#### [What the exercise asks]
Search the records for the string "today", and show each line where it appears.

Start of Input for this task

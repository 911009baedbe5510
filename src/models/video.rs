//! TikTok video records (`tiktok_videos` collection).

use crate::models::wire;
use crate::time_utils::millis;
use chrono::{DateTime, Utc};
use serde::{Deserialize, Serialize};

/// Normalized video fields, as written by the upsert path.
#[derive(Debug, Clone, PartialEq, Serialize, Deserialize)]
pub struct VideoRecord {
    /// TikTok video ID (upsert key)
    pub tiktok_id: String,
    /// Directus id of the owning user
    #[serde(deserialize_with = "wire::id")]
    pub author: String,
    /// Creation time, stored as epoch milliseconds
    #[serde(with = "millis")]
    pub created: DateTime<Utc>,
    #[serde(default, deserialize_with = "wire::null_default")]
    pub desc: String,
    /// Saves ("collected") count
    #[serde(default, deserialize_with = "wire::lenient_count")]
    pub collected: u64,
    #[serde(default, deserialize_with = "wire::lenient_count")]
    pub comments: u64,
    #[serde(default, deserialize_with = "wire::lenient_count")]
    pub plays: u64,
    #[serde(default, deserialize_with = "wire::lenient_count")]
    pub shares: u64,
    #[serde(default)]
    pub cover: Option<String>,
    /// Length in seconds
    #[serde(default)]
    pub duration: Option<u32>,
    #[serde(default)]
    pub dynamic_cover: Option<String>,
}

/// Stored video: the record plus its Directus primary key.
#[derive(Debug, Clone, PartialEq, Serialize, Deserialize)]
pub struct Video {
    #[serde(deserialize_with = "wire::id")]
    pub id: String,
    #[serde(flatten)]
    pub record: VideoRecord,
}
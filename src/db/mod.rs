//! Storage layer (Directus collections).

pub mod directus;
pub mod memory;

pub use directus::DirectusDb;
pub use memory::MemoryStore;

use crate::error::Result;
use crate::models::{DailyStat, Page, User, UserSort, Video, VideoRecord, VideoSort};
use async_trait::async_trait;
use chrono::{DateTime, Utc};

/// Collection names as constants.
pub mod collections {
    pub const USERS: &str = "tiktok_users";
    pub const VIDEOS: &str = "tiktok_videos";
    /// Daily aggregate snapshots (one row per UTC date)
    pub const DAILY_STATS: &str = "tiktok_daily_stats";
}

/// Paginated user listing, sorted descending by `sort`.
#[derive(Debug, Clone, PartialEq)]
pub struct UserQuery {
    /// 1-based page number
    pub page: u32,
    pub page_size: u32,
    pub sort: UserSort,
}

/// Paginated video listing, sorted descending by `sort`.
#[derive(Debug, Clone, PartialEq)]
pub struct VideoQuery {
    /// 1-based page number
    pub page: u32,
    pub page_size: u32,
    pub sort: VideoSort,
    /// Inclusive creation-time bounds
    pub created_between: Option<(DateTime<Utc>, DateTime<Utc>)>,
    /// Owner handles; `None` means all users
    pub usernames: Option<Vec<String>>,
}

/// Number of records to skip for a 1-based page.
pub(crate) fn page_offset(page: u32, page_size: u32) -> usize {
    (page.max(1) as usize - 1).saturating_mul(page_size as usize)
}

/// Operations the sync path and the read API need from storage.
///
/// Single-record writes are assumed atomic; nothing spans records.
#[async_trait]
pub trait ContentStore: Send + Sync {
    /// Every tracked user, in no particular order.
    async fn list_users(&self) -> Result<Vec<User>>;

    async fn find_user(&self, unique_id: &str) -> Result<Option<User>>;

    async fn query_users(&self, query: &UserQuery) -> Result<Page<User>>;

    /// Stamp the last successful sync time of a user.
    async fn set_last_media_updated(&self, user_id: &str, at: DateTime<Utc>) -> Result<()>;

    /// Look up a stored video by its TikTok id.
    async fn find_video(&self, tiktok_id: &str) -> Result<Option<Video>>;

    async fn insert_video(&self, video: &VideoRecord) -> Result<Video>;

    /// Overwrite the mutable fields of an existing video.
    async fn update_video(&self, id: &str, video: &VideoRecord) -> Result<()>;

    async fn query_videos(&self, query: &VideoQuery) -> Result<Page<Video>>;

    /// All snapshots, oldest first.
    async fn list_daily_stats(&self) -> Result<Vec<DailyStat>>;

    /// Insert or replace the snapshot for `stat.date`.
    async fn upsert_daily_stat(&self, stat: &DailyStat) -> Result<()>;
}
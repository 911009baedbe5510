// SPDX-License-Identifier: MIT
// Copyright 2026 Roland Dreier <roland@kernel.org>

//! Data models for the application.

pub mod filters;
pub mod stats;
pub mod user;
pub mod video;
pub(crate) mod wire;

pub use filters::{DateFilter, UserSort, VideoSort};
pub use stats::{DailyStat, Metric};
pub use user::User;
pub use video::{Video, VideoRecord};

/// One page of a listing plus the total number of matching records.
#[derive(Debug, Clone, PartialEq)]
pub struct Page<T> {
    pub items: Vec<T>,
    pub total: u64,
}
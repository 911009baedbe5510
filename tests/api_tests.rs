// SPDX-License-Identifier: MIT
// Copyright 2026 Roland Dreier <roland@rolandd.dev>

//! Read API tests: listings, lookups and parameter validation.

use axum::{
    body::Body,
    http::{Request, StatusCode},
};
use chrono::Duration;
use hastok::db::ContentStore;
use hastok::models::VideoRecord;
use serde_json::Value;
use std::collections::HashSet;
use tower::ServiceExt;

mod common;
use common::{body_json, test_now, user, TestApp};

async fn get(app: &TestApp, uri: &str) -> axum::response::Response {
    app.router
        .clone()
        .oneshot(Request::builder().uri(uri).body(Body::empty()).unwrap())
        .await
        .unwrap()
}

async fn add_video(app: &TestApp, tiktok_id: &str, author: &str, age: Duration, plays: u64) {
    app.store
        .insert_video(&VideoRecord {
            tiktok_id: tiktok_id.to_string(),
            author: author.to_string(),
            created: test_now() - age,
            desc: String::new(),
            collected: 0,
            comments: 0,
            plays,
            shares: 0,
            cover: None,
            duration: None,
            dynamic_cover: None,
        })
        .await
        .unwrap();
}

fn tiktok_ids(body: &Value) -> Vec<String> {
    body["videos"]
        .as_array()
        .unwrap()
        .iter()
        .map(|v| v["tiktok_id"].as_str().unwrap().to_string())
        .collect()
}

#[tokio::test]
async fn test_health() {
    let app = common::create_test_app();
    let response = get(&app, "/health").await;
    assert_eq!(response.status(), StatusCode::OK);
    assert_eq!(body_json(response).await["status"], "ok");
}

#[tokio::test]
async fn test_users_sorted_by_followers() {
    let app = common::create_test_app();
    for (id, name, followers) in [("1", "small", 10), ("2", "big", 1000), ("3", "mid", 100)] {
        let mut u = user(id, name);
        u.followers = followers;
        app.store.insert_user(u);
    }

    let response = get(&app, "/api/users?page=1&pageSize=2").await;
    assert_eq!(response.status(), StatusCode::OK);

    let body = body_json(response).await;
    assert_eq!(body["totalUsers"], 3);
    let names: Vec<&str> = body["users"]
        .as_array()
        .unwrap()
        .iter()
        .map(|u| u["unique_id"].as_str().unwrap())
        .collect();
    assert_eq!(names, vec!["big", "mid"]);
}

#[tokio::test]
async fn test_single_user_lookup() {
    let app = common::create_test_app();
    app.store.insert_user(user("1", "alice"));

    let response = get(&app, "/api/users?uniqueId=alice").await;
    assert_eq!(response.status(), StatusCode::OK);
    assert_eq!(body_json(response).await["user"]["unique_id"], "alice");

    let response = get(&app, "/api/users?uniqueId=nobody").await;
    assert_eq!(response.status(), StatusCode::NOT_FOUND);
    assert_eq!(body_json(response).await["error"], "not_found");
}

#[tokio::test]
async fn test_invalid_parameters_are_rejected() {
    let app = common::create_test_app();

    for uri in [
        "/api/users?sortBy=-followers",
        "/api/users?page=0",
        "/api/videos?sortBy=likes",
        "/api/videos?dateFilter=fortnight",
        "/api/videos?page=0",
        "/api/videos?page=abc",
    ] {
        let response = get(&app, uri).await;
        assert_eq!(response.status(), StatusCode::BAD_REQUEST, "{uri}");
    }
}

#[tokio::test]
async fn test_video_pages_are_disjoint_and_cover_everything() {
    let app = common::create_test_app();
    app.store.insert_user(user("1", "alice"));
    for i in 0..7 {
        add_video(&app, &format!("v{i}"), "1", Duration::hours(i), 0).await;
    }

    let mut seen = HashSet::new();
    for page in 1..=3 {
        let body = body_json(get(&app, &format!("/api/videos?page={page}&pageSize=3")).await).await;
        assert_eq!(body["totalVideos"], 7);
        for id in tiktok_ids(&body) {
            assert!(seen.insert(id), "video listed twice");
        }
    }
    assert_eq!(seen.len(), 7);

    let body = body_json(get(&app, "/api/videos?page=4&pageSize=3").await).await;
    assert!(tiktok_ids(&body).is_empty());
    assert_eq!(body["totalVideos"], 7);
}

#[tokio::test]
async fn test_default_sort_is_newest_first() {
    let app = common::create_test_app();
    app.store.insert_user(user("1", "alice"));
    add_video(&app, "old", "1", Duration::days(3), 0).await;
    add_video(&app, "new", "1", Duration::hours(1), 0).await;

    let body = body_json(get(&app, "/api/videos").await).await;
    assert_eq!(tiktok_ids(&body), vec!["new", "old"]);

    let body = body_json(get(&app, "/api/videos?sortBy=plays").await).await;
    assert_eq!(body["videos"].as_array().unwrap().len(), 2);
}

#[tokio::test]
async fn test_date_filter_window() {
    let app = common::create_test_app();
    app.store.insert_user(user("1", "alice"));
    add_video(&app, "edge", "1", Duration::hours(24), 0).await;
    add_video(&app, "outside", "1", Duration::hours(24) + Duration::milliseconds(1), 0).await;
    add_video(&app, "month", "1", Duration::days(20), 0).await;

    let body = body_json(get(&app, "/api/videos?dateFilter=day").await).await;
    assert_eq!(tiktok_ids(&body), vec!["edge"]);

    let body = body_json(get(&app, "/api/videos?dateFilter=month").await).await;
    assert_eq!(body["totalVideos"], 3);

    let body = body_json(get(&app, "/api/videos?dateFilter=all").await).await;
    assert_eq!(body["totalVideos"], 3);
}

#[tokio::test]
async fn test_usernames_filter() {
    let app = common::create_test_app();
    app.store.insert_user(user("1", "alice"));
    app.store.insert_user(user("2", "bob"));
    app.store.insert_user(user("3", "carol"));
    add_video(&app, "a1", "1", Duration::hours(1), 0).await;
    add_video(&app, "b1", "2", Duration::hours(2), 0).await;
    add_video(&app, "c1", "3", Duration::hours(3), 0).await;

    let body = body_json(get(&app, "/api/videos?usernames=alice,carol").await).await;
    assert_eq!(tiktok_ids(&body), vec!["a1", "c1"]);
    assert_eq!(body["totalVideos"], 2);

    let body = body_json(get(&app, "/api/videos?usernames=").await).await;
    assert_eq!(body["totalVideos"], 3);
}

#[tokio::test]
async fn test_page_size_is_clamped() {
    let app = common::create_test_app();
    app.store.insert_user(user("1", "alice"));
    for i in 0..3 {
        add_video(&app, &format!("v{i}"), "1", Duration::hours(i), 0).await;
    }

    let body = body_json(get(&app, "/api/videos?pageSize=0").await).await;
    assert_eq!(body["videos"].as_array().unwrap().len(), 1);
    assert_eq!(body["totalVideos"], 3);
}

#[tokio::test]
async fn test_response_headers() {
    let app = common::create_test_app();

    let response = get(&app, "/api/users").await;
    assert_eq!(response.status(), StatusCode::OK);
    assert_eq!(
        response.headers().get("Cache-Control").unwrap(),
        "public, s-maxage=300, stale-while-revalidate=1800"
    );
    assert_eq!(
        response.headers().get("X-Content-Type-Options").unwrap(),
        "nosniff"
    );

    let response = get(&app, "/api/users?uniqueId=ghost").await;
    assert_eq!(response.headers().get("Cache-Control").unwrap(), "no-store");
}

#[tokio::test]
async fn test_stats_endpoint() {
    let app = common::create_test_app();
    let mut alice = user("1", "alice");
    alice.followers = 100;
    app.store.insert_user(alice);
    app.source.page("alice", None, common::page_body(vec![], None));

    let response = get(&app, "/api/stats").await;
    assert_eq!(response.status(), StatusCode::OK);
    let body = body_json(response).await;
    assert_eq!(body["latestDate"], Value::Null);

    app.state.sync.sync_all().await.unwrap();

    let body = body_json(get(&app, "/api/stats").await).await;
    let followers = body["metrics"]
        .as_array()
        .unwrap()
        .iter()
        .find(|m| m["metric"] == "followers")
        .unwrap();
    assert_eq!(followers["total"], 100);
    assert_eq!(followers["gainLast24Hours"], Value::Null);
    assert_eq!(body["dailyStats"].as_array().unwrap().len(), 1);

    let today = &body["dailyStats"][0];
    assert_eq!(today["date"], "2023-11-14");
    assert_eq!(today["accountCount"], 1);
    assert_eq!(today["followers"], 100);
    assert!(today.get("account_count").is_none());
}

#[tokio::test]
async fn test_backend_failure_is_undifferentiated_500() {
    let app = common::create_test_app();
    app.store.set_unavailable(true);

    let response = get(&app, "/api/videos").await;

    assert_eq!(response.status(), StatusCode::INTERNAL_SERVER_ERROR);
    assert_eq!(response.headers().get("Cache-Control").unwrap(), "no-store");
    let body = body_json(response).await;
    assert_eq!(body["error"], "internal_error");
    assert!(body.get("details").is_none());
}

End of Input for this task

#### [Exercise result]
    let today = &body["dailyStats"][0];
    assert_eq!(today["date"], "2023-11-14");
    assert_eq!(today["accountCount"], 1);
    assert_eq!(today["followers"], 100);
    assert!(today.get("account_count").is_none());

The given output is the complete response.